Ironia romântica e contemporaneidade: o jogo ficção e realidade em “Uma simples flor nos teus cabelos claros”, de José Cardoso Pires
DOI:
https://doi.org/10.37508/rcl.2026.n56a1437Palavras-chave:
Ironia romântica, Ficção portuguesa contemporânea, Modernidade, RomantismoResumo
Pretendi, no presente trabalho, analisar o conto “Uma simples flor nos teus cabelos claros”, do escritor português contemporâneo José Cardoso Pires, propondo uma aproximação entre o modo como a referida narrativa se organiza e o conceito romântico de ironia romântica – enfatizando aspectos importantes como a construção do efeito de sentido de simultaneidade e do jogo ambíguo ficção e realidade. Para tanto, revisitei o conceito de ironia na Modernidade, trazendo para a minha reflexão um pouco da construção narrativa do conto “A dama do pé-de-cabra”, do escritor português Alexandre Herculano, e, muito de passagem – apenas no que diz respeito ao modo como os narradores fazem uso da ironia – o romance Dom Casmurro, de Machado de Assis, e, ainda, Pedro e Paula, do escritor português Helder Macedo.
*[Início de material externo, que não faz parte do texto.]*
//! Tile geometry, palettes and the tile storage budget
//!
//! A [`TilePalette`] maps each of the eight tile slots to an optional
//! [`TileGeometry`]. Validation against [`TileLimits`] happens before the
//! palette ever reaches the hardware, so an oversized request is rejected at
//! configuration time rather than at the first load.
//!
//! # Example
//!
//! ```
//! use tilemm::{TileGeometry, TileLimits, TilePalette, TileSlot};
//!
//! let palette = TilePalette::new()
//!     .with_slot(TileSlot::new(0).unwrap(), TileGeometry::new(16, 64))
//!     .with_slot(TileSlot::new(1).unwrap(), TileGeometry::new(16, 64));
//! assert!(palette.validate(&TileLimits::default()).is_ok());
//!
//! let too_tall = TilePalette::new().with_slot(TileSlot::new(0).unwrap(), TileGeometry::new(17, 64));
//! assert!(too_tall.validate(&TileLimits::default()).is_err());
//! ```

use std::fmt;

use crate::{Result, TileError};

/// Number of architectural tile slots
pub const MAX_TILE_SLOTS: usize = 8;

/// Palette id with 8 KB of tile data spread over 8 slots
pub const PALETTE_ID: u8 = 1;

/// Index of a tile register (0..8)
#[derive(Debug, Clone, Copy, PartialEq, Eq, PartialOrd, Ord, Hash)]
pub struct TileSlot(u8);

impl TileSlot {
    /// Creates a slot handle
    ///
    /// # Errors
    ///
    /// Returns `ResourceLimit` if `index >= 8`
    pub fn new(index: usize) -> Result<Self> {
        if index >= MAX_TILE_SLOTS {
            return Err(TileError::ResourceLimit(format!(
                "tile slot {index} does not exist (slots 0..{MAX_TILE_SLOTS})"
            )));
        }
        Ok(TileSlot(index as u8))
    }

    /// Slot for an index the caller has already bounded by the slot count
    pub(crate) fn nth(index: usize) -> Self {
        debug_assert!(index < MAX_TILE_SLOTS);
        TileSlot((index % MAX_TILE_SLOTS) as u8)
    }

    /// The slot index
    pub fn index(self) -> usize {
        usize::from(self.0)
    }

    /// Iterator over all architectural slots
    pub fn all() -> impl Iterator<Item = TileSlot> {
        (0..MAX_TILE_SLOTS as u8).map(TileSlot)
    }
}

impl fmt::Display for TileSlot {
    fn fmt(&self, f: &mut fmt::Formatter<'_>) -> fmt::Result {
        write!(f, "tmm{}", self.0)
    }
}

/// Shape of one configured tile
///
/// `colsb` is the row width in bytes. For an `i8` operand that is the element
/// count; for an `i32` accumulator it is four times the element count.
#[derive(Debug, Clone, Copy, PartialEq, Eq, Hash)]
pub struct TileGeometry {
    /// Row count
    pub rows: u8,
    /// Bytes per row
    pub colsb: u16,
}

impl TileGeometry {
    /// Creates a geometry (unchecked; see [`TileGeometry::validate`])
    pub const fn new(rows: u8, colsb: u16) -> Self {
        TileGeometry { rows, colsb }
    }

    /// Geometry of a `rows × cols` i8 operand tile
    pub fn for_i8(rows: usize, cols: usize) -> Result<Self> {
        Self::from_dims(rows, cols)
    }

    /// Geometry of a `rows × cols` i32 accumulator tile
    pub fn for_i32(rows: usize, cols: usize) -> Result<Self> {
        Self::from_dims(rows, cols * 4)
    }

    fn from_dims(rows: usize, colsb: usize) -> Result<Self> {
        let rows = u8::try_from(rows)
            .map_err(|_| TileError::ResourceLimit(format!("tile rows {rows} out of range")))?;
        let colsb = u16::try_from(colsb)
            .map_err(|_| TileError::ResourceLimit(format!("tile colsb {colsb} out of range")))?;
        Ok(TileGeometry { rows, colsb })
    }

    /// Bytes of tile storage this geometry occupies
    pub fn footprint(&self) -> usize {
        usize::from(self.rows) * usize::from(self.colsb)
    }

    /// Checks the geometry against per-slot limits
    ///
    /// # Errors
    ///
    /// Returns `ResourceLimit` for zero or oversized dimensions, a `colsb`
    /// that is not a multiple of 4, or a footprint above `max_slot_bytes`.
    pub fn validate(&self, limits: &TileLimits) -> Result<()> {
        if self.rows == 0 || self.colsb == 0 {
            return Err(TileError::ResourceLimit(format!(
                "tile geometry {}x{}B has a zero dimension",
                self.rows, self.colsb
            )));
        }
        if usize::from(self.rows) > limits.max_rows {
            return Err(TileError::ResourceLimit(format!(
                "tile rows {} exceed maximum {}",
                self.rows, limits.max_rows
            )));
        }
        if usize::from(self.colsb) > limits.max_colsb {
            return Err(TileError::ResourceLimit(format!(
                "tile colsb {} exceeds maximum {}",
                self.colsb, limits.max_colsb
            )));
        }
        // The accumulate primitive consumes 4-byte groups.
        if self.colsb % 4 != 0 {
            return Err(TileError::ResourceLimit(format!(
                "tile colsb {} is not a multiple of 4",
                self.colsb
            )));
        }
        if self.footprint() > limits.max_slot_bytes {
            return Err(TileError::ResourceLimit(format!(
                "tile footprint {} bytes exceeds per-slot budget {}",
                self.footprint(),
                limits.max_slot_bytes
            )));
        }
        Ok(())
    }
}

impl fmt::Display for TileGeometry {
    fn fmt(&self, f: &mut fmt::Formatter<'_>) -> fmt::Result {
        write!(f, "{}x{}B", self.rows, self.colsb)
    }
}

/// Tile storage budget
///
/// Defaults describe palette 1: eight slots of at most 16 rows × 64 bytes
/// (1 KB each, 8 KB total).
#[derive(Debug, Clone, Copy, PartialEq, Eq)]
pub struct TileLimits {
    /// Usable slot count
    pub slot_count: usize,
    /// Maximum rows per tile
    pub max_rows: usize,
    /// Maximum bytes per tile row
    pub max_colsb: usize,
    /// Maximum bytes per tile
    pub max_slot_bytes: usize,
    /// Maximum bytes across all configured tiles
    pub max_total_bytes: usize,
}

impl Default for TileLimits {
    fn default() -> Self {
        Self {
            slot_count: MAX_TILE_SLOTS,
            max_rows: 16,
            max_colsb: 64,
            max_slot_bytes: 1024,
            max_total_bytes: 8192,
        }
    }
}

impl TileLimits {
    /// Create limits with palette 1 defaults
    pub fn new() -> Self {
        Self::default()
    }

    /// Set the usable slot count (clamped to the 8 architectural slots)
    pub fn with_slot_count(mut self, slots: usize) -> Self {
        self.slot_count = slots.min(MAX_TILE_SLOTS);
        self
    }

    /// Set the per-tile row limit
    pub fn with_max_rows(mut self, rows: usize) -> Self {
        self.max_rows = rows;
        self
    }

    /// Set the per-row byte limit
    pub fn with_max_colsb(mut self, colsb: usize) -> Self {
        self.max_colsb = colsb;
        self
    }

    /// Set the per-tile byte budget
    pub fn with_max_slot_bytes(mut self, bytes: usize) -> Self {
        self.max_slot_bytes = bytes;
        self
    }

    /// Set the total tile storage budget
    pub fn with_max_total_bytes(mut self, bytes: usize) -> Self {
        self.max_total_bytes = bytes;
        self
    }

    /// Read palette 1 limits from CPUID leaf 0x1D, falling back to defaults
    ///
    /// # Example
    ///
    /// ```
    /// use tilemm::TileLimits;
    ///
    /// let limits = TileLimits::detect();
    /// assert!(limits.max_total_bytes >= limits.max_slot_bytes);
    /// ```
    pub fn detect() -> Self {
        #[cfg(target_arch = "x86_64")]
        {
            if crate::amx_int8_detected() {
                if let Some(limits) = Self::from_cpuid() {
                    return limits;
                }
            }
        }
        Self::default()
    }

    #[cfg(target_arch = "x86_64")]
    fn from_cpuid() -> Option<Self> {
        use std::arch::x86_64::{__cpuid, __cpuid_count};

        // SAFETY: CPUID is available on every x86_64 processor.
        let max_leaf = unsafe { __cpuid(0) }.eax;
        if max_leaf < 0x1D {
            return None;
        }
        // SAFETY: leaf 0x1D is supported (checked above).
        let palette0 = unsafe { __cpuid_count(0x1D, 0) };
        if palette0.eax < u32::from(PALETTE_ID) {
            return None;
        }
        // SAFETY: leaf 0x1D subleaf 1 describes palette 1.
        let info = unsafe { __cpuid_count(0x1D, u32::from(PALETTE_ID)) };
        let total = (info.eax & 0xffff) as usize;
        let per_tile = (info.eax >> 16) as usize;
        let per_row = (info.ebx & 0xffff) as usize;
        let names = (info.ebx >> 16) as usize;
        let rows = (info.ecx & 0xffff) as usize;
        if total == 0 || per_tile == 0 || per_row == 0 || names == 0 || rows == 0 {
            return None;
        }
        Some(Self {
            slot_count: names.min(MAX_TILE_SLOTS),
            max_rows: rows,
            max_colsb: per_row,
            max_slot_bytes: per_tile,
            max_total_bytes: total,
        })
    }
}

/// Per-slot geometry for one tile configuration
///
/// Slots left unset are inert: they cannot be loaded, accumulated into or
/// stored until a later configuration gives them a geometry.
#[derive(Debug, Clone, Copy, PartialEq, Eq, Default)]
pub struct TilePalette {
    slots: [Option<TileGeometry>; MAX_TILE_SLOTS],
}

impl TilePalette {
    /// Creates a palette with no configured slots
    pub fn new() -> Self {
        Self::default()
    }

    /// Palette with every slot set to `geometry`
    pub fn uniform(geometry: TileGeometry) -> Self {
        TilePalette {
            slots: [Some(geometry); MAX_TILE_SLOTS],
        }
    }

    /// Builder: set the geometry of `slot`
    pub fn with_slot(mut self, slot: TileSlot, geometry: TileGeometry) -> Self {
        self.set(slot, geometry);
        self
    }

    /// Set the geometry of `slot`
    pub fn set(&mut self, slot: TileSlot, geometry: TileGeometry) {
        self.slots[slot.index()] = Some(geometry);
    }

    /// Geometry of `slot`, if configured
    pub fn geometry(&self, slot: TileSlot) -> Option<TileGeometry> {
        self.slots[slot.index()]
    }

    /// Geometry of `slot`, or a contract violation if it is inert
    pub fn require(&self, slot: TileSlot) -> Result<TileGeometry> {
        self.geometry(slot).ok_or_else(|| {
            TileError::ContractViolation(format!("{slot} is not configured in the active palette"))
        })
    }

    /// Configured slots in index order
    pub fn configured(&self) -> impl Iterator<Item = (TileSlot, TileGeometry)> + '_ {
        TileSlot::all()
            .filter_map(move |slot| self.geometry(slot).map(|g| (slot, g)))
    }

    /// Total bytes of tile storage across configured slots
    pub fn total_footprint(&self) -> usize {
        self.configured().map(|(_, g)| g.footprint()).sum()
    }

    /// Checks every configured slot and the total budget
    ///
    /// # Errors
    ///
    /// Returns `ResourceLimit` if a slot beyond `limits.slot_count` is used,
    /// if any geometry violates the per-slot limits, or if the total
    /// footprint exceeds `limits.max_total_bytes`.
    pub fn validate(&self, limits: &TileLimits) -> Result<()> {
        for (slot, geometry) in self.configured() {
            if slot.index() >= limits.slot_count {
                return Err(TileError::ResourceLimit(format!(
                    "{slot} is beyond the {} usable slots",
                    limits.slot_count
                )));
            }
            geometry.validate(limits)?;
        }
        let total = self.total_footprint();
        if total > limits.max_total_bytes {
            return Err(TileError::ResourceLimit(format!(
                "total tile footprint {total} bytes exceeds budget {}",
                limits.max_total_bytes
            )));
        }
        Ok(())
    }

    /// Checks that `dst += a · b` is well formed for this palette
    ///
    /// The destination has `M` rows of `N` i32 values, `a` is `M × K` bytes
    /// and `b` is the packed `K/4 × 4N` operand.
    pub fn check_dot_product(&self, dst: TileSlot, a: TileSlot, b: TileSlot) -> Result<()> {
        if dst == a || dst == b || a == b {
            return Err(TileError::ContractViolation(format!(
                "dot-product slots must be distinct (dst {dst}, a {a}, b {b})"
            )));
        }
        let gd = self.require(dst)?;
        let ga = self.require(a)?;
        let gb = self.require(b)?;
        if gd.rows != ga.rows {
            return Err(TileError::ContractViolation(format!(
                "accumulator {dst} has {} rows but input {a} has {}",
                gd.rows, ga.rows
            )));
        }
        if gd.colsb != gb.colsb {
            return Err(TileError::ContractViolation(format!(
                "accumulator {dst} is {}B wide but input {b} is {}B",
                gd.colsb, gb.colsb
            )));
        }
        if usize::from(ga.colsb) != 4 * usize::from(gb.rows) {
            return Err(TileError::ContractViolation(format!(
                "input {a} reduces over {} bytes but {b} supplies {} rows of 4-byte groups",
                ga.colsb, gb.rows
            )));
        }
        Ok(())
    }

    /// The 64-byte `ldtilecfg` image of this palette
    ///
    /// Layout: palette id, start row, 14 reserved bytes, 16 little-endian
    /// `u16` colsb entries, 16 `u8` row counts.
    pub fn to_config_bytes(&self) -> [u8; 64] {
        let mut bytes = [0u8; 64];
        bytes[0] = PALETTE_ID;
        for (slot, geometry) in self.configured() {
            let i = slot.index();
            bytes[16 + 2 * i..18 + 2 * i].copy_from_slice(&geometry.colsb.to_le_bytes());
            bytes[48 + i] = geometry.rows;
        }
        bytes
    }
}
Na segunda parte do artigo, analisei o referido conto, de José Cardoso Pires, objetivando revisitar e ampliar, por meio dele, o conceito de ironia romântica, bem como compreender a que tipo de pensamento e de produção de conhecimento a ironia se relaciona na Modernidade e no momento estético-cultural da Contemporaneidade, quando a ironia romântica se associa também à tessitura de narrativas avessas às grandes narrativas e aos relatos totalizantes.